En cela, la transmission des doubles noms suit des règles en tout point différentes de celles qui s'appliquent à la transmission des noms composés. Les noms composés, notion qui regroupe trois catégories de noms (noms composés de plusieurs vocables acquis pendant plusieurs générations par une seule lignée tels que "Drieu La Rochelle" ou "Desbordes-Valmore", noms à particule tels que "de Maistre", noms résultant de l'adjonction du nom de l'adoptant à celui de l'adopté à l'issue d'une adoption simple), les noms composés, donc, constituent des entités uniques, indivisibles, qui doivent être transmises dans leur intégralité, sans césure, raccourcissement ou recomposition possible. Le double nom au sens de la loi du 4 mars 2002 peut, ainsi, fort bien être formé du nom composé du père et du nom composé de la mère, pour donner un nom de famille comportant au moins quatre mots (par exemple "Drieu la Rochelle Desbordes-Valmore").
La loi du 4 mars 2002 a, ainsi, entraîné la coexistence de deux régimes juridiques obéissant à des règles différentes de transmission. Or, ces deux régimes s'appliquent à des noms certes différents quant à leur origine "historique", mais qui n'en sont pas moins semblables quant à leur aspect formel. Comment en effet distinguer le nom de famille (Dupond Dupuis) formé de deux noms simples qui pourront être disjoints lors de la naissance du premier enfant (Dupond Dupuis pouvant céder la place à Dupond ou Dupuis), du même nom de famille formé d'un seul nom composé qui subsistera toujours dans son intégralité (Dupond Dupuis restant toujours Dupond Dupuis) ?

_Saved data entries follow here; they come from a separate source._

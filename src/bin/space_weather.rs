use std::path::PathBuf;

use chrono::NaiveDateTime;
use clap::Parser;
use orbital_decay::spaceweather::SpaceWeatherTable;

#[derive(Parser)]
#[command(
    author,
    version,
    about = "Look up F10.7 and Ap indices for a UTC timestamp"
)]
struct Cli {
    /// CelesTrak SW-All.csv export (defaults to the bundled sample)
    #[arg(long, default_value = "data/SW-sample.csv")]
    table: PathBuf,

    /// UTC timestamp, e.g. 2000-01-01T01:30:00
    #[arg(long)]
    at: String,
}

fn main() -> anyhow::Result<()> {
    orbital_decay::logging::init();
    let cli = Cli::parse();
    let at = NaiveDateTime::parse_from_str(&cli.at, "%Y-%m-%dT%H:%M:%S")
        .map_err(|e| anyhow::anyhow!("invalid --at '{}': {e}", cli.at))?;

    let table = SpaceWeatherTable::from_path(&cli.table)?;
    let indices = table.indices_for(&at)?;

    println!("=== Space Weather ===");
    println!("Epoch (UTC)     : {}", at.format("%Y-%m-%d %H:%M:%S"));
    println!("F10.7 observed  : {:.1} sfu", indices.f107);
    println!("F10.7 81-day avg: {:.1} sfu", indices.f107_avg);
    println!("Ap (3-hour)     : {:.0}", indices.ap);

    Ok(())
}
//! Log subscriber setup for the binaries. Library code only emits events.

use tracing_subscriber::{EnvFilter, layer::SubscriberExt, util::SubscriberInitExt};

/// Install a stderr subscriber filtered by `RUST_LOG` (default `info`).
pub fn init() {
    tracing_subscriber::registry()
        .with(EnvFilter::new(
            std::env::var("RUST_LOG").unwrap_or_else(|_| "info".into()),
        ))
        .with(tracing_subscriber::fmt::layer().with_writer(std::io::stderr))
        .init();
}
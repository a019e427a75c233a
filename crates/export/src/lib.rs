//! Export helpers for CSV and JSON artifacts.

pub mod telemetry {
    use std::fs::{self, File};
    use std::io::{self, BufWriter, Write};
    use std::path::Path;

    const HEADER: &str = "time_s,drag_acceleration_km_s2,speed_km_s,apogee_km,perigee_km";

    /// Create a writer for the target path, handling stdout (`-`) by convention.
    pub fn writer_for_path(path: &Path) -> io::Result<Box<dyn Write>> {
        if path == Path::new("-") {
            return Ok(Box::new(BufWriter::new(io::stdout())));
        }
        if let Some(parent) = path.parent() {
            if !parent.as_os_str().is_empty() {
                fs::create_dir_all(parent)?;
            }
        }
        let file = File::create(path)?;
        Ok(Box::new(BufWriter::new(file)))
    }

    /// Write the telemetry CSV header.
    pub fn write_header(writer: &mut dyn Write) -> io::Result<()> {
        writeln!(writer, "{}", HEADER)
    }

    /// CSV row emitted per accepted integration step.
    #[derive(Debug, Clone, Copy)]
    pub struct Record {
        pub time_s: f64,
        pub drag_acceleration_km_s2: f64,
        pub speed_km_s: f64,
        pub apogee_km: f64,
        pub perigee_km: f64,
    }

    impl Record {
        /// Serialize the record to CSV, matching the header ordering.
        pub fn write_to(&self, writer: &mut dyn Write) -> io::Result<()> {
            writeln!(
                writer,
                "{:.3},{:.6e},{:.6},{:.3},{:.3}",
                self.time_s,
                self.drag_acceleration_km_s2,
                self.speed_km_s,
                self.apogee_km,
                self.perigee_km,
            )
        }
    }

    /// Write a header followed by every record.
    pub fn write_all<'a, I>(writer: &mut dyn Write, records: I) -> io::Result<()>
    where
        I: IntoIterator<Item = &'a Record>,
    {
        write_header(writer)?;
        for record in records {
            record.write_to(writer)?;
        }
        writer.flush()
    }
}

pub mod summary {
    use decay_core::constants::SECONDS_PER_DAY;
    use serde::Serialize;
    use serde_json::to_writer_pretty;
    use std::fs::{self, File};
    use std::io;
    use std::path::{Path, PathBuf};

    /// Compact per-step sample kept in the JSON summary.
    #[derive(Debug, Clone, Copy, Serialize)]
    pub struct Sample {
        pub time_s: f64,
        pub apogee_km: f64,
        pub perigee_km: f64,
        pub speed_km_s: f64,
    }

    /// Run-level description of a decay simulation.
    #[derive(Debug, Serialize)]
    pub struct Summary<'a> {
        pub scenario: &'a str,
        pub spacecraft: &'a str,
        pub terminal_state: &'a str,
        pub initial_apogee_km: f64,
        pub initial_perigee_km: f64,
        pub inclination_deg: f64,
        pub mass_kg: f64,
        pub drag_coefficient: f64,
        pub area_m2: f64,
        pub time_step_s: f64,
        pub initial_period_s: f64,
        pub elapsed_s: f64,
        pub elapsed_days: f64,
        pub steps: u64,
        pub entry_interface_s: Option<f64>,
        pub telemetry_available: bool,
    }

    #[derive(Serialize)]
    struct SummarySidecar<'a> {
        #[serde(flatten)]
        summary: &'a Summary<'a>,
        daily: Vec<DailyAggregate>,
    }

    #[derive(Debug, Clone, Copy, PartialEq, Serialize)]
    pub struct DailyAggregate {
        pub day_index: usize,
        pub time_s: f64,
        pub apogee_km: f64,
        pub perigee_km: f64,
        pub speed_km_s: f64,
    }

    /// Write `<stem>_summary.json` next to `output`, returning the path written.
    ///
    /// Runs longer than a day also carry one aggregate per elapsed day.
    pub fn write_sidecar(
        output: &Path,
        summary: &Summary<'_>,
        samples: &[Sample],
    ) -> io::Result<PathBuf> {
        let parent = output.parent().unwrap_or_else(|| Path::new("."));
        fs::create_dir_all(parent)?;

        let stem = output
            .file_stem()
            .and_then(|s| s.to_str())
            .unwrap_or("decay");
        let path = parent.join(format!("{}_summary.json", stem));

        let daily = if summary.elapsed_s >= SECONDS_PER_DAY {
            aggregate_daily(samples)
        } else {
            Vec::new()
        };
        let sidecar = SummarySidecar { summary, daily };
        to_writer_pretty(File::create(&path)?, &sidecar)?;
        Ok(path)
    }

    /// Keep the last sample of each elapsed day.
    pub fn aggregate_daily(samples: &[Sample]) -> Vec<DailyAggregate> {
        let mut daily: Vec<DailyAggregate> = Vec::new();
        for sample in samples {
            let day_index = (sample.time_s / SECONDS_PER_DAY).floor() as usize;
            let aggregate = DailyAggregate {
                day_index,
                time_s: sample.time_s,
                apogee_km: sample.apogee_km,
                perigee_km: sample.perigee_km,
                speed_km_s: sample.speed_km_s,
            };
            match daily.last_mut() {
                Some(last) if last.day_index == day_index => *last = aggregate,
                _ => daily.push(aggregate),
            }
        }
        daily
    }
}

#[cfg(test)]
mod tests {
    use super::summary::{Sample, aggregate_daily};
    use super::telemetry::{Record, write_all};

    fn sample(time_s: f64, apogee_km: f64) -> Sample {
        Sample {
            time_s,
            apogee_km,
            perigee_km: apogee_km - 10.0,
            speed_km_s: 7.8,
        }
    }

    #[test]
    fn daily_aggregate_keeps_last_sample_per_day() {
        let samples = [
            sample(0.0, 400.0),
            sample(43_200.0, 399.0),
            sample(86_400.0, 398.0),
            sample(172_000.0, 396.0),
        ];
        let daily = aggregate_daily(&samples);
        assert_eq!(daily.len(), 2);
        assert_eq!(daily[0].day_index, 0);
        assert_eq!(daily[0].apogee_km, 399.0);
        assert_eq!(daily[1].day_index, 1);
        assert_eq!(daily[1].time_s, 172_000.0);
    }

    #[test]
    fn telemetry_rows_follow_header() {
        let record = Record {
            time_s: 60.0,
            drag_acceleration_km_s2: 1.5e-8,
            speed_km_s: 7.8,
            apogee_km: 149.5,
            perigee_km: 149.5,
        };
        let mut buffer = Vec::new();
        write_all(&mut buffer, [&record]).unwrap();
        let text = String::from_utf8(buffer).unwrap();
        let mut lines = text.lines();
        assert_eq!(
            lines.next(),
            Some("time_s,drag_acceleration_km_s2,speed_km_s,apogee_km,perigee_km")
        );
        assert_eq!(lines.next(), Some("60.000,1.500000e-8,7.800000,149.500,149.500"));
    }
}
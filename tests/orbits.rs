use orbital_decay::core::constants::EARTH_RADIUS_KM;
use orbital_decay::orbits::{
    OrbitError, OrbitGeometry, eccentricity, focal_distance, orbital_period, semi_major_axis,
    semi_major_axis_from_state, vis_viva_speed,
};

#[test]
fn focal_distance_reproduces_apsis_radii() {
    for (apogee, perigee) in [(1_000.0, 150.0), (400.0, 400.0), (35_786.0, 200.0)] {
        let a = semi_major_axis(apogee, perigee).unwrap();
        let e = eccentricity(apogee, perigee).unwrap();
        let r_perigee = focal_distance(a, e, 0.0);
        let r_apogee = focal_distance(a, e, 180.0);
        assert!((r_perigee - (EARTH_RADIUS_KM + perigee)).abs() < 1e-6);
        assert!((r_apogee - (EARTH_RADIUS_KM + apogee)).abs() < 1e-6);
    }
}

#[test]
fn inverted_apsides_are_invalid() {
    assert!(OrbitGeometry::from_apsides(1_000.0, 150.0).is_ok());
    let err = OrbitGeometry::from_apsides(100.0, 150.0).unwrap_err();
    assert_eq!(
        err,
        OrbitError::InvalidOrbit {
            apogee_km: 100.0,
            perigee_km: 150.0
        }
    );
    assert!(semi_major_axis(100.0, 150.0).is_err());
    assert!(eccentricity(100.0, 150.0).is_err());
}

#[test]
fn circular_orbit_has_zero_eccentricity() {
    let geometry = OrbitGeometry::from_apsides(400.0, 400.0).unwrap();
    assert_eq!(geometry.eccentricity, 0.0);
    assert!((geometry.apogee_altitude_km() - 400.0).abs() < 1e-9);
    assert!((geometry.perigee_altitude_km() - 400.0).abs() < 1e-9);
}

#[test]
fn inverse_vis_viva_recovers_semi_major_axis() {
    let geometry = OrbitGeometry::from_apsides(1_000.0, 150.0).unwrap();
    for theta in [0.0, 45.0, 90.0, 180.0, 270.0] {
        let r = geometry.focal_distance_km(theta);
        let v = vis_viva_speed(geometry.semi_major_axis_km, r);
        let a = semi_major_axis_from_state(r, v);
        assert!((a - geometry.semi_major_axis_km).abs() < 1e-6, "theta = {theta}");
    }
}

#[test]
fn low_orbit_speed_and_period_are_reasonable() {
    let geometry = OrbitGeometry::from_apsides(400.0, 400.0).unwrap();
    let speed = geometry.speed_km_s(geometry.focal_distance_km(0.0));
    assert!((speed - 7.67).abs() < 0.02, "speed = {speed}");
    let minutes = geometry.period_s() / 60.0;
    assert!((minutes - 92.6).abs() < 0.5, "period = {minutes} min");
    assert_eq!(geometry.period_s(), orbital_period(geometry.semi_major_axis_km));
}
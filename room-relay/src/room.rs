use std::collections::HashSet;

use crate::member::MemberRef;

/// A named set of members. Only the hub mutates it, under its table lock.
#[derive(Debug)]
pub struct Room {
    name: String,
    members: HashSet<MemberRef>,
}

impl Room {
    pub fn new(name: impl Into<String>) -> Self {
        Self {
            name: name.into(),
            members: HashSet::new(),
        }
    }

    pub fn name(&self) -> &str {
        &self.name
    }

    /// Returns `false` if the member was already present.
    pub fn insert(&mut self, member: MemberRef) -> bool {
        self.members.insert(member)
    }

    /// Returns `false` if the member was not present.
    pub fn remove(&mut self, member: &MemberRef) -> bool {
        self.members.remove(member)
    }

    pub fn is_empty(&self) -> bool {
        self.members.is_empty()
    }

    pub fn len(&self) -> usize {
        self.members.len()
    }

    pub fn members(&self) -> impl Iterator<Item = &MemberRef> {
        self.members.iter()
    }

    /// Current usernames, sorted.
    pub fn usernames(&self) -> Vec<String> {
        let mut users: Vec<String> = self
            .members
            .iter()
            .map(|member| member.username().to_string())
            .collect();
        users.sort_unstable();
        users
    }

    pub(crate) fn drain(&mut self) -> impl Iterator<Item = MemberRef> + '_ {
        self.members.drain()
    }
}
use std::{
    fmt,
    hash::{Hash, Hasher},
    sync::Arc,
};

use thiserror::Error;

use crate::message::RoomMessage;

/// Why a non-blocking delivery into a member sink did not happen.
#[derive(Debug, Clone, Copy, PartialEq, Eq, Error)]
pub enum DeliveryError {
    #[error("member queue is full")]
    Full,
    #[error("member queue is closed")]
    Closed,
}

/// Capability the hub needs from a connected member.
///
/// Implemented by the websocket connection adapter and by test doubles, so the
/// hub never touches a transport directly.
pub trait Member: Send + Sync + 'static {
    fn username(&self) -> &str;

    fn current_room(&self) -> &str;

    /// Pushes a message into the member's private queue without waiting.
    fn try_deliver(&self, message: Arc<RoomMessage>) -> Result<(), DeliveryError>;

    /// Closes the member's queue. Must tolerate being called more than once.
    fn close_sink(&self);
}

/// A member handle compared by identity rather than username.
#[derive(Clone)]
pub struct MemberRef(Arc<dyn Member>);

impl MemberRef {
    pub fn new(member: Arc<dyn Member>) -> Self {
        Self(member)
    }

    pub fn handle(&self) -> &Arc<dyn Member> {
        &self.0
    }

    fn addr(&self) -> *const () {
        Arc::as_ptr(&self.0) as *const ()
    }
}

impl std::ops::Deref for MemberRef {
    type Target = dyn Member;

    fn deref(&self) -> &Self::Target {
        self.0.as_ref()
    }
}

impl PartialEq for MemberRef {
    fn eq(&self, other: &Self) -> bool {
        self.addr() == other.addr()
    }
}

impl Eq for MemberRef {}

impl Hash for MemberRef {
    fn hash<H: Hasher>(&self, state: &mut H) {
        self.addr().hash(state);
    }
}

impl fmt::Debug for MemberRef {
    fn fmt(&self, f: &mut fmt::Formatter<'_>) -> fmt::Result {
        f.debug_struct("MemberRef")
            .field("username", &self.0.username())
            .field("room", &self.0.current_room())
            .field("addr", &self.addr())
            .finish()
    }
}

#[cfg(test)]
mod tests {
    use std::collections::HashSet;

    use super::*;

    struct Silent(&'static str);

    impl Member for Silent {
        fn username(&self) -> &str {
            self.0
        }

        fn current_room(&self) -> &str {
            "general"
        }

        fn try_deliver(&self, _message: Arc<RoomMessage>) -> Result<(), DeliveryError> {
            Ok(())
        }

        fn close_sink(&self) {}
    }

    #[test]
    fn identity_ignores_username() {
        let first = MemberRef::new(Arc::new(Silent("alice")));
        let second = MemberRef::new(Arc::new(Silent("alice")));
        let first_again = first.clone();

        assert_ne!(first, second);
        assert_eq!(first, first_again);

        let set: HashSet<_> = [first, second, first_again].into_iter().collect();
        assert_eq!(set.len(), 2);
    }
}
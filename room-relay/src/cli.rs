use std::{net::SocketAddr, path::PathBuf, time::Duration};

use clap::{Args, Parser, Subcommand};

use crate::{config::RelayConfig, wire::WireFormat};

#[derive(Parser, Debug)]
#[command(author, version, about, long_about = None)]
pub struct Cli {
    #[command(subcommand)]
    pub command: Command,
}

#[derive(Subcommand, Debug)]
pub enum Command {
    /// Run the relay server, accepting websocket connections on /ws.
    Serve(ServeArgs),
    /// Connect to a relay and chat from the terminal.
    Client(ClientArgs),
}

#[derive(Args, Debug, Clone)]
pub struct ServeArgs {
    /// Socket address the server should bind to. Use port 0 for an ephemeral port.
    #[arg(long, default_value = "0.0.0.0:8080")]
    pub listen: SocketAddr,

    /// Directory served for every path that is not an API route.
    #[arg(long, default_value = "static")]
    pub static_dir: PathBuf,

    #[arg(long, value_enum, default_value_t = WireFormat::Json)]
    pub wire_format: WireFormat,

    /// Largest inbound message accepted, in bytes.
    #[arg(long, default_value_t = 512)]
    pub max_message_size: usize,

    /// Messages buffered per member before it is treated as dead.
    #[arg(long, default_value_t = 256)]
    pub send_queue: usize,

    #[arg(long, default_value_t = 30)]
    pub heartbeat_secs: u64,

    #[arg(long, default_value_t = 60)]
    pub idle_timeout_secs: u64,

    #[arg(long, default_value_t = 10)]
    pub write_timeout_secs: u64,

    /// How long shutdown waits for open connections.
    #[arg(long, default_value_t = 5)]
    pub grace_secs: u64,
}

impl ServeArgs {
    pub fn config(&self) -> RelayConfig {
        RelayConfig {
            wire_format: self.wire_format,
            max_message_size: self.max_message_size,
            send_queue_capacity: self.send_queue,
            heartbeat_interval: Duration::from_secs(self.heartbeat_secs),
            idle_timeout: Duration::from_secs(self.idle_timeout_secs),
            write_timeout: Duration::from_secs(self.write_timeout_secs),
            shutdown_grace: Duration::from_secs(self.grace_secs),
            static_dir: self.static_dir.clone(),
        }
    }
}

#[derive(Args, Debug, Clone)]
pub struct ClientArgs {
    /// Username shown to the other members of the room.
    #[arg(long, default_value = "anonymous")]
    pub username: String,

    #[arg(long, default_value = "general")]
    pub room: String,

    /// Address of the relay to connect to.
    #[arg(long, default_value = "127.0.0.1:8080")]
    pub server: SocketAddr,

    /// Must match the wire format the server runs with.
    #[arg(long, value_enum, default_value_t = WireFormat::Json)]
    pub wire_format: WireFormat,
}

B - Le double tiret : une création qui devait s'imposer tant aux parents qu'à l'administration
1 - Définition et justification du double tiret par la circulaire du 6 décembre 2004
Pour parer à cette possible confusion, la circulaire interministérielle de présentation de la loi du 4 mars 2002, avait décidé de créer un nouveau signe typographique qui devait s'appliquer spécifiquement aux doubles noms issus de cette loi, afin de les distinguer des noms composés issus de l'histoire, et préexistant donc à cette loi. La circulaire prévoyait, ainsi, que les noms composant le double nom devaient être séparés l'un de l'autre par le signe "- -". Ainsi, le double nom est "constitué par le nom accolé de chacun des parents, identifiable par le séparateur - -' placé entre le nom issu de la branche paternelle, et celui issu de la lignée maternelle qui le forment". La circulaire ajoutait "qu'à l'instar du simple tiret, ce signe n'a de manifestation qu'à l'écrit et ne se prononce pas" (son rédacteur a-t-il envisagé, ne serait-ce que quelques secondes, que quelqu'un pourrait se hasarder à prononcer un tel signe ?). Cette référence au "simple tiret" permettait de qualifier ce séparateur "- -" de "double tiret", expression qui avait, d'ailleurs, ensuite été adoptée par les services de l'état civil. Bien qu'elle opérât une confusion entre les valeurs respectives du tiret (signe de ponctuation) et du trait d'union (signe lexical ou syntaxique), la circulaire permettait de distinguer, parmi les noms de famille formés des mêmes vocables, le double nom au sens de la loi du 4 mars 2002 (Dupond--Dupuis par exemple) du nom composé (Dupond Dupuis ou Dupond-Dupuis). Ce faisant, elle permettait de "marquer une union qui n'était pas une unification" (3), puisqu'à la différence du nom composé dont les éléments sont, en principe, à jamais indissociables, le nom de famille double pourra toujours, à la génération suivante, subir l'amputation de l'un de ses vocables ou éléments, de sorte que pour ce nom double, le principe d'immutabilité du nom, loin d'être trans-générationnel, ne vaut que pour une seule génération.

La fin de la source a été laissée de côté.